Stability or liberty

16 December 2005
In the West Bank and Gaza, militant Islamist group Hamas says it will stand against the Fatah ruling party in Palestinian elections in January. In Egypt, supporters of the Muslim Brotherhood clash with security forces as the banned party clears a swathe in the third and final round of parliamentary elections. Protestors are on the streets in Bahrain calling for constitutional reform. And in Iraq, voters are preparing for the 15 December elections for the country's first fully constitutional parliament in more than half a century.

The events of the last week would have been unthinkable a decade ago. But across the Middle East, for better or worse, the basic elements of democratic society are taking root. Even the last bastion of absolute dynastic rule in the Gulf, the UAE, has opened the way to limited public participation in government. In a speech to mark the federation's national day on 1 December, Sheikh Khalifa bin Zayed al-Nahyan announced that half of the 40 seats on the Federal National Council would become elected positions, 'in light of the changes and reforms our region is witnessing' (see Briefing, page 6).

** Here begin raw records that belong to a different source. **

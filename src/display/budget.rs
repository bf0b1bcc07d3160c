//! Budget display formatting
//!
//! Formats the summary stats, the category bars and the progress ring for
//! terminal output.

use crate::models::{format_amount, Notification};
use crate::services::{Severity, ViewModel};

use super::format::{format_bar, format_percent, separator, truncate};

const BAR_WIDTH: usize = 20;
const RING_WIDTH: usize = 30;
const MAX_NAME_WIDTH: usize = 24;

/// Format the income / expenses / remaining / percent block
pub fn format_summary(vm: &ViewModel, symbol: &str) -> String {
    let mut output = String::new();

    output.push_str(&format!("Income:    {}\n", format_amount(vm.income, symbol)));
    output.push_str(&format!(
        "Expenses:  {}\n",
        format_amount(vm.total_expenses, symbol)
    ));
    output.push_str(&format!(
        "Remaining: {}\n",
        format_amount(vm.remaining, symbol)
    ));
    output.push_str(&format!("Used:      {}\n", format_percent(vm.overall_percent)));

    output
}

/// Format the category list with a bar per category
pub fn format_category_table(vm: &ViewModel, symbol: &str) -> String {
    if vm.categories.is_empty() {
        return "No expenses yet.\n\nStart tracking with 'budget category add <name>'.\n"
            .to_string();
    }

    let name_width = vm
        .categories
        .iter()
        .map(|c| c.name.chars().count())
        .max()
        .unwrap_or(8)
        .clamp(8, MAX_NAME_WIDTH);

    let mut output = String::new();
    output.push_str(&format!(
        "{:<width$}  {:>12}  {:<bar$}  {:>7}  {}\n",
        "Category",
        "Amount",
        "Share",
        "%",
        "ID",
        width = name_width,
        bar = BAR_WIDTH
    ));
    output.push_str(&format!(
        "{}\n",
        separator(name_width + 12 + BAR_WIDTH + 7 + 8 + 16)
    ));

    for category in &vm.categories {
        output.push_str(&format!(
            "{:<width$}  {:>12}  {}  {:>7}  {}{}\n",
            truncate(&category.name, name_width),
            format_amount(category.amount, symbol),
            format_bar(category.percent, BAR_WIDTH),
            format_percent(category.percent),
            category.id,
            severity_marker(category.severity),
            width = name_width
        ));
    }

    output
}

/// Format the progress ring as a labelled bar
pub fn format_ring(vm: &ViewModel, symbol: &str) -> String {
    format!(
        "[{}] {}  {} remaining\n",
        format_bar(vm.ring_percent, RING_WIDTH),
        format_percent(vm.ring_percent),
        format_amount(vm.remaining, symbol)
    )
}

/// Format a notification as a single line
pub fn format_notification(notification: &Notification) -> String {
    format!(
        "[{}] {}",
        notification.kind.icon(),
        notification.message
    )
}

fn severity_marker(severity: Severity) -> &'static str {
    match severity {
        Severity::Normal => "",
        Severity::Warning => "  (warning)",
        Severity::Danger => "  (danger)",
    }
}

Washington attributes the spread of the ballot box to its own hard-nosed foreign policies, and there is some merit to its claims. Two years ago, in November 2003, President Bush outlined a new 'strategy for freedom' at the National Endowment for Democracy. 'Sixty years of Western nations excusing and accommodating the lack of freedom in the Middle East did nothing to make us safe,' he said. 'Because in the long run, stability cannot be purchased at the expense of liberty.'

While successive US administrations have long paid lip-service to liberal ideals, this was quite a turnaround as far as actual US foreign policy was concerned. 'This was a giant step for the man who campaigned for office on the ticket that 'America is not in the business of nation building',' says a Washington-based political analyst. 'Until that point, reform had not been on the US foreign policy agenda when it came to most Middle East countries.'

As the Bush administration headed for a second term in office, there were numerous signs that the ship of state was being turned around. In 2002, with bipartisan support from Congress, the State Department launched the Middle East Partnership Initiative (MEPI), which has since channelled $260 million into more than 130 programmes dealing with the development of civil society and supporting social, economic and political reform in the region.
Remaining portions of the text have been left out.